For some, Bowman’s strong personality could be overpowering, but Davis characterized her as a woman “ahead of her time” who had little patience for laziness.

“She’s one of the strongest women I’ve ever had the pleasure of working with or knowing,” Davis said. 

Bowman served as governor of Rotary District 5020 in the 2015-16 year, and visited 90 clubs in person while battling cancer. 

It wasn’t Bowman’s first experience with the illness. All told, she had five different rounds of cancer in her life, Stan Bowman told The Chronicle.

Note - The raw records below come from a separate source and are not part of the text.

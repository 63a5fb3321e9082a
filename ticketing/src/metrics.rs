//! Metrics for the ticketing service.
//!
//! # Exported Metrics
//!
//! ## Counters
//! - `tickets_allocations_total{outcome}` - Allocation calls by outcome (held, sold_out, error)
//! - `tickets_seeded_total` - Tickets created by the seeder
//!
//! ## Histograms
//! - `tickets_allocation_duration_seconds` - Time spent in one allocation call

use metrics::{describe_counter, describe_histogram};
use metrics_exporter_prometheus::PrometheusBuilder;
use std::net::SocketAddr;

/// Register all metric descriptions.
///
/// This should be called once at application startup, before any metrics are recorded.
pub fn register_metrics() {
    describe_counter!(
        "tickets_allocations_total",
        "Total number of allocation calls by outcome (held, sold_out, error)"
    );
    describe_histogram!(
        "tickets_allocation_duration_seconds",
        "Time taken by one allocation call, including the store round trip"
    );
    describe_counter!("tickets_seeded_total", "Total number of tickets created by seeding");

    tracing::info!("Ticket metrics registered");
}

/// Install the Prometheus exporter with its own HTTP listener.
///
/// # Errors
///
/// Returns an error if the recorder is already installed or the listener
/// cannot bind.
pub fn install_exporter(addr: SocketAddr) -> anyhow::Result<()> {
    PrometheusBuilder::new()
        .with_http_listener(addr)
        .install()
        .map_err(|e| anyhow::anyhow!("Failed to install Prometheus exporter on {addr}: {e}"))?;

    tracing::info!(%addr, "Prometheus metrics available at /metrics");
    Ok(())
}
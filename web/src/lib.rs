//! Axum HTTP adapter for the ticket allocator.
//!
//! This crate is the thin network-facing shell around `ticket-core`:
//!
//! ```text
//! ┌─────────────────────────────────────────┐
//! │         Imperative Shell (Axum)         │  ← HTTP, JSON, defaults, status codes
//! ├─────────────────────────────────────────┤
//! │         Allocator (ticket-core)         │  ← one atomic claim per request
//! ├─────────────────────────────────────────┤
//! │         TicketStore                     │  ← PostgreSQL / in-memory
//! └─────────────────────────────────────────┘
//! ```
//!
//! # Request Flow
//!
//! 1. **HTTP Request** arrives at `POST /sell`
//! 2. **Decode** the JSON body into a [`SellRequest`](handlers::sell::SellRequest)
//! 3. **Apply defaults** to build an `AllocationRequest`
//! 4. **Allocate** through the shared `Allocator`
//! 5. **Map result** to 200 / 409 / 500
//!
//! # Example
//!
//! ```ignore
//! use ticket_web::{AppState, build_router};
//!
//! let app = build_router(AppState::new(allocator, AllocationDefaults::default()));
//! let listener = tokio::net::TcpListener::bind("0.0.0.0:8080").await?;
//! axum::serve(listener, app).await?;
//! ```

#![forbid(unsafe_code)]
#![warn(missing_docs, clippy::pedantic)]
#![allow(clippy::module_name_repetitions)]

pub mod error;
pub mod handlers;
pub mod routes;
pub mod state;

// Re-export key types for convenience
pub use error::AppError;
pub use routes::build_router;
pub use state::AppState;
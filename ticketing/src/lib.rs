//! Ticket selling service.
//!
//! One binary, three modes:
//!
//! - `seed`: create AVAILABLE tickets for an event in batches
//! - `serve`: answer `POST /sell` by holding one ticket per request
//! - `loadtest`: fire concurrent sell requests and report throughput,
//!   by default against a server started in the same process
//!
//! # Architecture
//!
//! ```text
//!   ticketing (this crate)   CLI, configuration, metrics exporter, lifecycle
//!        │
//!        ├── ticket-web       axum router: /sell, /health, /ready
//!        ├── ticket-loadgen   bounded-concurrency HTTP client
//!        │
//!        └── ticket-core      Allocator, Seeder, TicketStore trait
//!               │
//!               ├── ticket-postgres   FOR UPDATE SKIP LOCKED claims
//!               └── ticket-testing    in-memory compare-and-swap store
//! ```

pub mod app;
pub mod cli;
pub mod config;
pub mod metrics;
pub mod server;

pub use config::{Config, ConfigError};
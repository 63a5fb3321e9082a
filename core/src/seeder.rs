//! Bulk creation of `AVAILABLE` tickets.
//!
//! Seeding runs once, out of band, before load begins. Tickets are inserted
//! in batches of at most [`DEFAULT_BATCH_SIZE`] rows per store round trip so
//! a large pool never turns into one unbounded statement. Batches commit
//! independently: a failure leaves the earlier batches in place and reports
//! how many tickets they created.
//!
//! Nothing here deduplicates. Seeding the same event twice doubles its pool.

use crate::store::{StoreError, TicketStore};
use crate::types::EventId;
use std::sync::Arc;
use std::time::{Duration, Instant};
use thiserror::Error;

/// Rows inserted per store round trip unless configured otherwise.
pub const DEFAULT_BATCH_SIZE: usize = 1000;

/// A batch failed part way through seeding.
#[derive(Error, Debug)]
#[error("Seeding event {event_id} failed after {inserted} tickets: {source}")]
pub struct SeedError {
    /// Event being seeded
    pub event_id: EventId,
    /// Tickets committed by earlier batches (not rolled back)
    pub inserted: u64,
    /// The store failure
    #[source]
    pub source: StoreError,
}

/// Summary of a completed seeding run.
#[derive(Debug, Clone, PartialEq, Eq)]
pub struct SeedReport {
    /// Event that was seeded
    pub event_id: EventId,
    /// Tickets created
    pub inserted: u64,
    /// Store round trips performed
    pub batches: usize,
    /// Wall time spent
    pub elapsed: Duration,
}

/// Creates ticket pools in bounded batches.
#[derive(Clone)]
pub struct Seeder {
    store: Arc<dyn TicketStore>,
    batch_size: usize,
}

impl Seeder {
    /// Create a seeder using [`DEFAULT_BATCH_SIZE`].
    #[must_use]
    pub fn new(store: Arc<dyn TicketStore>) -> Self {
        Self {
            store,
            batch_size: DEFAULT_BATCH_SIZE,
        }
    }

    /// Override the batch size. Zero is clamped to one.
    #[must_use]
    pub fn with_batch_size(mut self, batch_size: usize) -> Self {
        self.batch_size = batch_size.max(1);
        self
    }

    /// Configured batch size.
    #[must_use]
    pub const fn batch_size(&self) -> usize {
        self.batch_size
    }

    /// Insert `count` `AVAILABLE` tickets for `event_id`.
    ///
    /// # Errors
    ///
    /// Returns [`SeedError`] carrying the number of tickets already committed
    /// if any batch fails. Seeding stops at the first failing batch.
    pub async fn seed(&self, event_id: EventId, count: usize) -> Result<SeedReport, SeedError> {
        let started = Instant::now();
        let mut remaining = count;
        let mut inserted = 0_u64;
        let mut batches = 0_usize;

        while remaining > 0 {
            let batch = remaining.min(self.batch_size);
            let rows = self
                .store
                .insert_available(event_id, batch)
                .await
                .map_err(|source| SeedError {
                    event_id,
                    inserted,
                    source,
                })?;

            inserted += rows;
            batches += 1;
            remaining -= batch;
            metrics::counter!("tickets_seeded_total").increment(rows);
            tracing::debug!(
                event_id = %event_id,
                batch = batches,
                rows,
                remaining,
                "Seed batch committed"
            );
        }

        let report = SeedReport {
            event_id,
            inserted,
            batches,
            elapsed: started.elapsed(),
        };
        tracing::info!(
            event_id = %event_id,
            inserted = report.inserted,
            batches = report.batches,
            elapsed_ms = report.elapsed.as_millis(),
            "Seeding complete"
        );
        Ok(report)
    }
}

Her final fight with the disease was the hardest, and the first to include chemotherapy and radiation.

“This last round was four years,” he said. 

Bowman never let her cancer stop her though, he said. In addition to keeping up her activities with the Rotary, Rose and Leon traveled to Korea not long after her most recent diagnosis.

“What a wonderful, determined person,” McGee said. 

 

To remember Bowman, members of Rotary District 5020 are working to raise $25,000 to repair a diesel engine in a bus that the Rotary Club of Strathcona Sunrise in Canada purchased, loaded with wheelchairs and planned to deliver to the village of El Tuito, near Puerto Vallarta in Mexico.

However, the bus broke down in Everett in December and has been in Leon Bowman’s auto repair shop ever since.

The Strathcona Sunrise project is similar to one of Bowman’s previous projects. She and others once drove a refurbished bus filled with supplies to a small town in Mexico.

“We need your help to make this a reality. I’m asking you to donate what you can to honor Rose,” wrote Tom Carroll, 2017-18 governor of Rotary District 5020, in a note on the crowdfunding site. “I sincerely believe this is what Rose would want us to do.”

Stan Bowman agreed. 

“I think it’s exactly what she would want,” he said.